··· SUPPLIED RECORDS ···
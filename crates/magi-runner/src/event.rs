//! Stream events produced by a runner session

use serde::Serialize;
use std::time::Duration;

/// Events emitted by a session, in order.
///
/// `order` increases monotonically across `Delta` and `Complete` events of
/// one session so consumers can reassemble content even when a transport
/// reorders messages.
#[derive(Debug, Clone, PartialEq, Eq, Serialize)]
#[serde(tag = "type", rename_all = "snake_case")]
pub enum StreamEvent {
    /// The process was spawned
    Start {
        /// Session identifier
        session_id: String,
    },
    /// A batch of accepted output lines
    Delta {
        /// Session identifier
        session_id: String,
        /// Newline-terminated content
        content: String,
        /// Per-session sequence number
        order: u64,
    },
    /// Final event carrying whatever was still pending at exit
    Complete {
        /// Session identifier
        session_id: String,
        /// Newline-terminated content, possibly empty
        content: String,
        /// Per-session sequence number
        order: u64,
    },
    /// Raw or side-channel output (passthrough lines, predicate signals)
    #[serde(rename = "console")]
    SideChannel {
        /// Session identifier
        session_id: String,
        /// Console content
        content: String,
    },
    /// A contained processing failure
    Error {
        /// Session identifier
        session_id: String,
        /// Error description
        error: String,
    },
}

impl StreamEvent {
    /// Session identifier of any event variant.
    #[must_use]
    pub fn session_id(&self) -> &str {
        match self {
            Self::Start { session_id }
            | Self::Delta { session_id, .. }
            | Self::Complete { session_id, .. }
            | Self::SideChannel { session_id, .. }
            | Self::Error { session_id, .. } => session_id,
        }
    }

    /// Sequence number for content-bearing events.
    #[must_use]
    pub fn order(&self) -> Option<u64> {
        match self {
            Self::Delta { order, .. } | Self::Complete { order, .. } => Some(*order),
            _ => None,
        }
    }

    /// Content of `Delta` and `Complete` events.
    #[must_use]
    pub fn content(&self) -> Option<&str> {
        match self {
            Self::Delta { content, .. } | Self::Complete { content, .. } => Some(content),
            _ => None,
        }
    }
}

/// Why a session ended.
#[derive(Debug, Clone, Copy, PartialEq, Eq, Serialize)]
#[serde(rename_all = "snake_case")]
pub enum Termination {
    /// The process exited without being asked to
    Exited,
    /// The completion sentinel was seen and exit was requested
    Sentinel,
    /// No output arrived within the silence timeout
    Silence,
    /// The caller killed the session or dropped the event stream
    Cancelled,
    /// Processing a chunk failed
    ProcessingError,
}

impl std::fmt::Display for Termination {
    fn fmt(&self, f: &mut std::fmt::Formatter<'_>) -> std::fmt::Result {
        match self {
            Self::Exited => write!(f, "exited"),
            Self::Sentinel => write!(f, "sentinel"),
            Self::Silence => write!(f, "silence"),
            Self::Cancelled => write!(f, "cancelled"),
            Self::ProcessingError => write!(f, "processing_error"),
        }
    }
}

/// Summary of a finished session.
#[derive(Debug, Clone, Serialize)]
pub struct SessionOutcome {
    /// Session identifier
    pub session_id: String,
    /// Exit code, `None` if it could not be determined
    pub exit_code: Option<i32>,
    /// Reason the session ended
    pub termination: Termination,
    /// Number of lines that passed every filter
    pub accepted_lines: usize,
    /// Characters emitted across delta/complete events
    pub emitted_chars: usize,
    /// Wall time from spawn to exit
    #[serde(with = "duration_ms")]
    pub duration: Duration,
}

impl SessionOutcome {
    /// Whether the exit code makes the session a failure.
    ///
    /// Only a self-initiated exit is judged by its code; silence, sentinel,
    /// cancellation and processing errors already explain the exit.
    #[must_use]
    pub fn is_exit_failure(&self) -> bool {
        self.termination == Termination::Exited && self.exit_code.is_some_and(|c| c != 0)
    }
}

mod duration_ms {
    use serde::Serializer;
    use std::time::Duration;

    pub fn serialize<S: Serializer>(d: &Duration, s: S) -> Result<S::Ok, S::Error> {
        s.serialize_u64(d.as_millis() as u64)
    }
}

#[cfg(test)]
mod tests {
    use super::*;

    #[test]
    fn test_event_wire_shape() {
        let event = StreamEvent::Delta {
            session_id: "s1".to_string(),
            content: "hello\n".to_string(),
            order: 3,
        };
        let json = serde_json::to_value(&event).unwrap();
        assert_eq!(json["type"], "delta");
        assert_eq!(json["session_id"], "s1");
        assert_eq!(json["order"], 3);

        let console = StreamEvent::SideChannel {
            session_id: "s1".to_string(),
            content: "raw".to_string(),
        };
        let json = serde_json::to_value(&console).unwrap();
        assert_eq!(json["type"], "console");
    }

    #[test]
    fn test_exit_failure_only_for_self_exit() {
        let mut outcome = SessionOutcome {
            session_id: "s1".to_string(),
            exit_code: Some(2),
            termination: Termination::Exited,
            accepted_lines: 0,
            emitted_chars: 0,
            duration: Duration::from_millis(5),
        };
        assert!(outcome.is_exit_failure());

        outcome.termination = Termination::Silence;
        assert!(!outcome.is_exit_failure());

        outcome.termination = Termination::Exited;
        outcome.exit_code = Some(0);
        assert!(!outcome.is_exit_failure());
    }
}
···
**WHAT THE TASK ASKS:** Once the lines of the entries containing the word "SessionOutcome" have been counted, report the number alone.

**RESULT OF THIS TASK:** 3